Realy think about it. I know you are scared what might happen if you leave but there are people and organisations who can help .. help you disapeer if needs be, but only if you want to. The only person who can realy help you is yourself.

I have a friend who works as an escort. She actualy doesnt mind her job, obviously she tells me some of the people she meets.. shed rather not but all in all its not too bad. I think you are right about escorts providing a needed service and I think if it is the persons own choice and they are happy with that path then it is ok. But NOT if they are forced into it and made to give money to someone else.
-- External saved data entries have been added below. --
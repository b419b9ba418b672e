//! Document tree types.
//!
//! This module provides `Element`, `Node`, `Text`, and `Document`. A tree is
//! an owned value: every element exclusively owns its children, and the diff
//! engine builds fresh trees instead of mutating its inputs.
//!
//! # Change markers
//!
//! Inserted and deleted content is wrapped in `ins` and `del` elements. The
//! [`Marker`] enum names the two kinds and builds wrappers for them.

mod document;
mod element;
mod text;

pub use document::{Document, ElementIterator, Stats};
pub use element::Element;
pub use text::Text;

use smallvec::SmallVec;

/// Node in a document tree.
#[derive(Debug, Clone, PartialEq, Eq)]
pub enum Node {
    Element(Box<Element>),
    Text(Text),
    /// Comment body, without the `<!--`/`-->` delimiters
    Comment(String),
    /// Any other markup (processing instructions), kept verbatim
    Other(String),
}

impl Node {
    crate::impl_enum_accessors!(element, text);

    /// Create an element node
    pub fn elem(element: Element) -> Self {
        Node::Element(Box::new(element))
    }

    /// Create a text node
    pub fn text(content: impl Into<String>) -> Self {
        Node::Text(Text::new(content))
    }

    /// Check if this is a comment node.
    #[inline]
    pub fn is_comment(&self) -> bool {
        matches!(self, Node::Comment(_))
    }

    /// Check if this is an element with the given tag.
    #[inline]
    pub fn is_tag(&self, tag: &str) -> bool {
        self.as_element().is_some_and(|e| e.is(tag))
    }

    /// The marker kind, if this node is an `ins` or `del` element.
    #[inline]
    pub fn marker(&self) -> Option<Marker> {
        self.as_element().and_then(Element::marker)
    }
}

impl From<Element> for Node {
    fn from(element: Element) -> Self {
        Node::elem(element)
    }
}

impl From<Text> for Node {
    fn from(text: Text) -> Self {
        Node::Text(text)
    }
}

/// Type alias for children collection.
pub type Children = SmallVec<[Node; 8]>;

// =============================================================================
// Markers
// =============================================================================

/// Tag name of the insertion marker
pub const INS_TAG: &str = "ins";
/// Tag name of the deletion marker
pub const DEL_TAG: &str = "del";
/// Class given to list items whose whole content was deleted
pub const DEL_LI_CLASS: &str = "del-li";

/// Kind of change marker
#[derive(Debug, Clone, Copy, PartialEq, Eq, Hash)]
pub enum Marker {
    Insert,
    Delete,
}

impl Marker {
    /// Tag name used for this marker
    #[inline]
    pub const fn tag(self) -> &'static str {
        match self {
            Marker::Insert => INS_TAG,
            Marker::Delete => DEL_TAG,
        }
    }

    /// Recognize a marker tag name
    #[inline]
    pub fn from_tag(tag: &str) -> Option<Self> {
        match tag {
            INS_TAG => Some(Marker::Insert),
            DEL_TAG => Some(Marker::Delete),
            _ => None,
        }
    }

    /// Wrap `children` in a new marker element
    pub fn wrap(self, children: impl IntoIterator<Item = Node>) -> Element {
        Element::with_children(self.tag(), children)
    }
}

/// Structurally significant tag names
pub mod tags {
    pub const HTML: &str = "html";
    pub const HEAD: &str = "head";
    pub const BODY: &str = "body";
    pub const DIV: &str = "div";
    pub const P: &str = "p";
    pub const LI: &str = "li";
    pub const TABLE: &str = "table";
    pub const THEAD: &str = "thead";
    pub const TBODY: &str = "tbody";
    pub const TFOOT: &str = "tfoot";
    pub const TR: &str = "tr";
    pub const TD: &str = "td";
    pub const TH: &str = "th";

    /// Cell tags
    pub const CELLS: &[&str] = &[TD, TH];
    /// Containers where change markers are not allowed as direct children
    pub const TABLE_CONTAINERS: &[&str] = &[TABLE, THEAD, TBODY, TFOOT, TR];
}

#[cfg(test)]
mod tests {
    use super::*;

    #[test]
    fn test_node_accessors() {
        let mut node = Node::elem(Element::new("p").text("hi"));
        assert!(node.is_element());
        assert!(!node.is_text());
        assert!(node.is_tag("p"));
        assert_eq!(node.as_element().map(|e| e.tag.as_str()), Some("p"));

        if let Some(e) = node.as_element_mut() {
            e.set_attr("class", "x");
        }
        assert_eq!(node.as_element().and_then(|e| e.class()), Some("x"));

        let text = Node::text("hello");
        assert!(text.is_text());
        assert_eq!(text.as_text().map(|t| t.content.as_str()), Some("hello"));

        assert!(Node::Comment("c".into()).is_comment());
        assert!(Element::new("br").is_void());
        assert!(!Element::new("li").is_void());
    }

    #[test]
    fn test_marker_tags() {
        assert_eq!(Marker::Insert.tag(), "ins");
        assert_eq!(Marker::Delete.tag(), "del");
        assert_eq!(Marker::from_tag("ins"), Some(Marker::Insert));
        assert_eq!(Marker::from_tag("del"), Some(Marker::Delete));
        assert_eq!(Marker::from_tag("span"), None);
    }

    #[test]
    fn test_marker_wrap() {
        let ins = Marker::Insert.wrap([Node::text("new")]);
        assert!(ins.is_marker());
        assert_eq!(ins.marker(), Some(Marker::Insert));
        assert_eq!(ins.text_content(), "new");
        assert_eq!(Node::from(ins).marker(), Some(Marker::Insert));
    }
}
Was it your choice to escort? Did you have to talk your partner into agreeing? Or was it his idea in the first place? Unfortunatly he realy does sound like a glorified pimp :-( Y

ou are being treated so badly and you know it. Everyone deserves respect and happiness. I dont believe this man loves you, and I dont think you realy love yourself :-( Please please think long and hard about your life and how it could be so much better. If you leave him you can get help, you can look after yourself if you need to ( it wouldnt take much escorting to save for a flat deposit etc and then if you wanted to stop you could search for a proper job or even just claim benefits for the time being while you sort yourself out)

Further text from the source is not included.